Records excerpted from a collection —
━━━━━━━━━━━━━━━━

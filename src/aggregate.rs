//! Aggregator
//!
//! Grouping keeps keys in first-seen order; the presentation layer decides the
//! final ordering.

use once_cell::sync::Lazy;
use regex::Regex;
use serde::Serialize;
use serde_json::Value;
use std::collections::HashMap;
use std::fmt;
use tracing::debug;

use crate::table::{display, parse_float_prefix};

// ============================================================================
// Insertion-ordered groups
// ============================================================================

#[derive(Debug, Clone, PartialEq)]
pub struct Grouped<V> {
    index: HashMap<String, usize>,
    entries: Vec<(String, V)>,
}

impl<V> Default for Grouped<V> {
    fn default() -> Self {
        Self {
            index: HashMap::new(),
            entries: Vec::new(),
        }
    }
}

impl<V> Grouped<V> {
    pub fn new() -> Self {
        Self::default()
    }

    /// Accumulator for `key`, initialised on first occurrence.
    pub fn entry(&mut self, key: &str) -> &mut V
    where
        V: Default,
    {
        let position = match self.index.get(key) {
            Some(&position) => position,
            None => {
                self.entries.push((key.to_string(), V::default()));
                self.index.insert(key.to_string(), self.entries.len() - 1);
                self.entries.len() - 1
            }
        };
        &mut self.entries[position].1
    }

    pub fn get(&self, key: &str) -> Option<&V> {
        self.index.get(key).map(|&position| &self.entries[position].1)
    }

    pub fn len(&self) -> usize {
        self.entries.len()
    }

    pub fn is_empty(&self) -> bool {
        self.entries.is_empty()
    }

    pub fn keys(&self) -> impl Iterator<Item = &str> {
        self.entries.iter().map(|(key, _)| key.as_str())
    }

    pub fn iter(&self) -> impl Iterator<Item = (&str, &V)> {
        self.entries.iter().map(|(key, value)| (key.as_str(), value))
    }
}

impl<V> IntoIterator for Grouped<V> {
    type Item = (String, V);
    type IntoIter = std::vec::IntoIter<(String, V)>;

    fn into_iter(self) -> Self::IntoIter {
        self.entries.into_iter()
    }
}

pub fn count_by<'a, T: 'a, I, K>(records: I, key: K) -> Grouped<u64>
where
    I: IntoIterator<Item = &'a T>,
    K: Fn(&T) -> &str,
{
    let mut grouped = Grouped::new();
    for record in records {
        *grouped.entry(key(record)) += 1;
    }
    grouped
}

pub fn sum_by<'a, T: 'a, I, K, A>(records: I, key: K, amount: A) -> Grouped<u64>
where
    I: IntoIterator<Item = &'a T>,
    K: Fn(&T) -> &str,
    A: Fn(&T) -> u64,
{
    let mut grouped = Grouped::new();
    for record in records {
        *grouped.entry(key(record)) += amount(record);
    }
    grouped
}

// ============================================================================
// Attendance
// ============================================================================

#[derive(Debug, Clone, Copy, PartialEq, Eq)]
pub enum AttendanceStatus {
    Present,
    Absent,
    Unclassified,
}

impl AttendanceStatus {
    pub fn classify(code: &str) -> Self {
        match code.trim() {
            c if c.eq_ignore_ascii_case("T") => AttendanceStatus::Present,
            c if c.eq_ignore_ascii_case("I") => AttendanceStatus::Absent,
            _ => AttendanceStatus::Unclassified,
        }
    }
}

#[derive(Debug, Clone, Copy, Default, PartialEq, Eq, Serialize)]
pub struct AttendanceTally {
    pub total: u64,
    pub present: u64,
    pub absent: u64,
}

impl AttendanceTally {
    pub fn record(&mut self, status: AttendanceStatus) {
        self.total += 1;
        match status {
            AttendanceStatus::Present => self.present += 1,
            AttendanceStatus::Absent => self.absent += 1,
            AttendanceStatus::Unclassified => {}
        }
    }

    /// Counted in the total but neither present nor absent.
    pub fn unclassified(&self) -> u64 {
        self.total - self.present - self.absent
    }
}

/// Tally attendance codes per key; empty keys are left out of the grouping.
pub fn tally_by<'a, T: 'a, I, K, C>(records: I, key: K, code: C) -> Grouped<AttendanceTally>
where
    I: IntoIterator<Item = &'a T>,
    K: Fn(&T) -> &str,
    C: Fn(&T) -> &str,
{
    let mut grouped: Grouped<AttendanceTally> = Grouped::new();
    for record in records {
        let name = key(record);
        if name.is_empty() {
            continue;
        }
        grouped.entry(name).record(AttendanceStatus::classify(code(record)));
    }

    let unclassified: u64 = grouped.iter().map(|(_, tally)| tally.unclassified()).sum();
    if unclassified > 0 {
        debug!(groups = grouped.len(), unclassified, "Attendance codes outside T/I");
    }
    grouped
}

// ============================================================================
// Age buckets
// ============================================================================

#[derive(Debug, Clone, Copy, PartialEq, Eq, Hash, PartialOrd, Ord, Serialize)]
pub enum AgeBucket {
    #[serde(rename = "<20")]
    Under20,
    #[serde(rename = "20-29")]
    Twenties,
    #[serde(rename = "30-39")]
    Thirties,
    #[serde(rename = "40-49")]
    Forties,
    #[serde(rename = ">50")]
    Over50,
}

static LESS_THAN: Lazy<Regex> = Lazy::new(|| Regex::new(r"^<\s*([0-9]{1,3})$").unwrap());
static GREATER_THAN: Lazy<Regex> = Lazy::new(|| Regex::new(r"^>\s*([0-9]{1,3})$").unwrap());
static RANGE: Lazy<Regex> =
    Lazy::new(|| Regex::new(r"^([0-9]{1,3})\s*[-–]\s*([0-9]{1,3})$").unwrap());
static PLAIN: Lazy<Regex> = Lazy::new(|| Regex::new(r"^[0-9]{1,3}$").unwrap());
static EMBEDDED: Lazy<Regex> = Lazy::new(|| Regex::new(r"[0-9]{1,3}").unwrap());

impl AgeBucket {
    pub const ALL: [AgeBucket; 5] = [
        AgeBucket::Under20,
        AgeBucket::Twenties,
        AgeBucket::Thirties,
        AgeBucket::Forties,
        AgeBucket::Over50,
    ];

    pub fn label(self) -> &'static str {
        match self {
            AgeBucket::Under20 => "<20",
            AgeBucket::Twenties => "20-29",
            AgeBucket::Thirties => "30-39",
            AgeBucket::Forties => "40-49",
            AgeBucket::Over50 => ">50",
        }
    }

    pub fn from_age(age: f64) -> Option<Self> {
        if !age.is_finite() {
            return None;
        }
        Some(if age < 20.0 {
            AgeBucket::Under20
        } else if age < 30.0 {
            AgeBucket::Twenties
        } else if age < 40.0 {
            AgeBucket::Thirties
        } else if age < 50.0 {
            AgeBucket::Forties
        } else {
            AgeBucket::Over50
        })
    }

    /// Bucket for a raw age cell. Empty cells resolve to nothing.
    pub fn classify(cell: &Value) -> Option<Self> {
        match cell {
            Value::Number(n) => n.as_f64().and_then(Self::from_age),
            Value::String(s) => Self::classify_text(s),
            Value::Null | Value::Bool(_) => None,
            other => Self::classify_text(&display(Some(other))),
        }
    }

    pub fn classify_text(text: &str) -> Option<Self> {
        let text = text.trim();
        if text.is_empty() {
            return None;
        }

        if let Some(caps) = LESS_THAN.captures(text) {
            let bound: u32 = caps[1].parse().ok()?;
            return (bound <= 20).then_some(AgeBucket::Under20);
        }
        if let Some(caps) = GREATER_THAN.captures(text) {
            let bound: u32 = caps[1].parse().ok()?;
            return (bound >= 50).then_some(AgeBucket::Over50);
        }
        if let Some(caps) = RANGE.captures(text) {
            let low: u32 = caps[1].parse().ok()?;
            let high: u32 = caps[2].parse().ok()?;
            if high < 20 || low < 20 {
                return Some(AgeBucket::Under20);
            }
            for (bucket, floor) in [
                (AgeBucket::Twenties, 20),
                (AgeBucket::Thirties, 30),
                (AgeBucket::Forties, 40),
            ] {
                if low >= floor && high < floor + 10 {
                    return Some(bucket);
                }
            }
            if low >= 50 {
                return Some(AgeBucket::Over50);
            }
        }
        if PLAIN.is_match(text) {
            return parse_float_prefix(text).and_then(Self::from_age);
        }
        EMBEDDED
            .find(text)
            .and_then(|m| m.as_str().parse::<f64>().ok())
            .and_then(Self::from_age)
    }
}

impl fmt::Display for AgeBucket {
    fn fmt(&self, f: &mut fmt::Formatter<'_>) -> fmt::Result {
        f.write_str(self.label())
    }
}

#[derive(Debug, Clone, Default, PartialEq, Eq)]
pub struct AgeDistribution {
    counts: [u64; 5],
    /// Non-empty ages that matched no bucket.
    pub unresolved: u64,
}

impl AgeDistribution {
    pub fn from_cells<'a, I>(cells: I) -> Self
    where
        I: IntoIterator<Item = &'a Value>,
    {
        let mut distribution = Self::default();
        for cell in cells {
            distribution.add(cell);
        }
        if distribution.unresolved > 0 {
            debug!(unresolved = distribution.unresolved, "Ages without a bucket");
        }
        distribution
    }

    pub fn add(&mut self, cell: &Value) {
        match AgeBucket::classify(cell) {
            Some(bucket) => self.counts[bucket as usize] += 1,
            None if !matches!(cell, Value::Null) && !display(Some(cell)).trim().is_empty() => {
                self.unresolved += 1
            }
            None => {}
        }
    }

    pub fn add_age(&mut self, age: f64) {
        if let Some(bucket) = AgeBucket::from_age(age) {
            self.counts[bucket as usize] += 1;
        }
    }

    pub fn count(&self, bucket: AgeBucket) -> u64 {
        self.counts[bucket as usize]
    }

    pub fn total(&self) -> u64 {
        self.counts.iter().sum()
    }

    /// Every bucket in label order, zero counts included.
    pub fn buckets(&self) -> impl Iterator<Item = (AgeBucket, u64)> + '_ {
        AgeBucket::ALL.iter().map(move |&bucket| (bucket, self.count(bucket)))
    }
}

#[cfg(test)]
mod tests {
    use super::*;
    use serde_json::json;

    #[test]
    fn test_grouped_keeps_first_seen_order() {
        let records = ["b", "a", "b", "c", "a", "b"];
        let grouped = count_by(records.iter(), |r| *r);
        let collected: Vec<(&str, &u64)> = grouped.iter().collect();
        assert_eq!(collected, vec![("b", &3), ("a", &2), ("c", &1)]);
        assert_eq!(grouped.get("z"), None);
    }

    #[test]
    fn test_sum_by() {
        let records = [("x", 2u64), ("y", 5), ("x", 4)];
        let grouped = sum_by(records.iter(), |r| r.0, |r| r.1);
        assert_eq!(grouped.get("x"), Some(&6));
        assert_eq!(grouped.get("y"), Some(&5));
    }

    #[test]
    fn test_attendance_classification() {
        assert_eq!(AttendanceStatus::classify("t"), AttendanceStatus::Present);
        assert_eq!(AttendanceStatus::classify("T"), AttendanceStatus::Present);
        assert_eq!(AttendanceStatus::classify("i"), AttendanceStatus::Absent);
        assert_eq!(AttendanceStatus::classify("CM"), AttendanceStatus::Unclassified);

        let mut tally = AttendanceTally::default();
        for code in ["T", "I", "CM", "t"] {
            tally.record(AttendanceStatus::classify(code));
        }
        assert_eq!(tally, AttendanceTally { total: 4, present: 2, absent: 1 });
        assert_eq!(tally.unclassified(), 1);
    }

    #[test]
    fn test_tally_skips_empty_keys() {
        let rows = [("G1", "T"), ("", "T"), ("G1", "X"), ("G2", "I")];
        let grouped = tally_by(rows.iter(), |r| r.0, |r| r.1);
        assert_eq!(grouped.len(), 2);
        assert_eq!(grouped.get("G1").map(|t| (t.total, t.present)), Some((2, 1)));
    }

    #[test]
    fn test_age_buckets_numeric() {
        assert_eq!(AgeBucket::classify(&json!(19)), Some(AgeBucket::Under20));
        assert_eq!(AgeBucket::classify(&json!(20)), Some(AgeBucket::Twenties));
        assert_eq!(AgeBucket::classify(&json!(49.5)), Some(AgeBucket::Forties));
        assert_eq!(AgeBucket::classify(&json!(50)), Some(AgeBucket::Over50));
        assert_eq!(AgeBucket::classify(&json!(null)), None);
    }

    #[test]
    fn test_age_buckets_text_forms() {
        assert_eq!(AgeBucket::classify_text("<20"), Some(AgeBucket::Under20));
        assert_eq!(AgeBucket::classify_text("< 18"), Some(AgeBucket::Under20));
        assert_eq!(AgeBucket::classify_text("<25"), None);
        assert_eq!(AgeBucket::classify_text(">50"), Some(AgeBucket::Over50));
        assert_eq!(AgeBucket::classify_text(">40"), None);
        assert_eq!(AgeBucket::classify_text("30-39"), Some(AgeBucket::Thirties));
        assert_eq!(AgeBucket::classify_text("30 – 39"), Some(AgeBucket::Thirties));
        assert_eq!(AgeBucket::classify_text("18-22"), Some(AgeBucket::Under20));
        assert_eq!(AgeBucket::classify_text("55-60"), Some(AgeBucket::Over50));
        assert_eq!(AgeBucket::classify_text("35"), Some(AgeBucket::Thirties));
        assert_eq!(AgeBucket::classify_text("approx 42 ans"), Some(AgeBucket::Forties));
        assert_eq!(AgeBucket::classify_text("inconnu"), None);
    }

    #[test]
    fn test_distribution_is_bounded_by_age_cells() {
        let cells = vec![json!(25), json!("31"), json!(""), json!("n/a"), json!("<20"), json!(null)];
        let distribution = AgeDistribution::from_cells(cells.iter());
        assert_eq!(distribution.total(), 3);
        assert_eq!(distribution.unresolved, 1);
        let with_age = cells.iter().filter(|c| !c.is_null() && c.as_str() != Some("")).count() as u64;
        assert!(distribution.total() <= with_age);
        assert_eq!(distribution.buckets().count(), 5);
    }
}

━━━━━━━━━━━━━━━━

TASK — Word for word, repeat the data from its first line through the line with "impl<V> Default for", including both of those lines and no others.

EXERCISE OUTPUT —
filename src/aggregate.rs
//! Aggregator
//!
//! Grouping keeps keys in first-seen order; the presentation layer decides the
//! final ordering.

use once_cell::sync::Lazy;
use regex::Regex;
use serde::Serialize;
use serde_json::Value;
use std::collections::HashMap;
use std::fmt;
use tracing::debug;

use crate::table::{display, parse_float_prefix};

// ============================================================================
// Insertion-ordered groups
// ============================================================================

#[derive(Debug, Clone, PartialEq)]
pub struct Grouped<V> {
    index: HashMap<String, usize>,
    entries: Vec<(String, V)>,
}

impl<V> Default for Grouped<V> {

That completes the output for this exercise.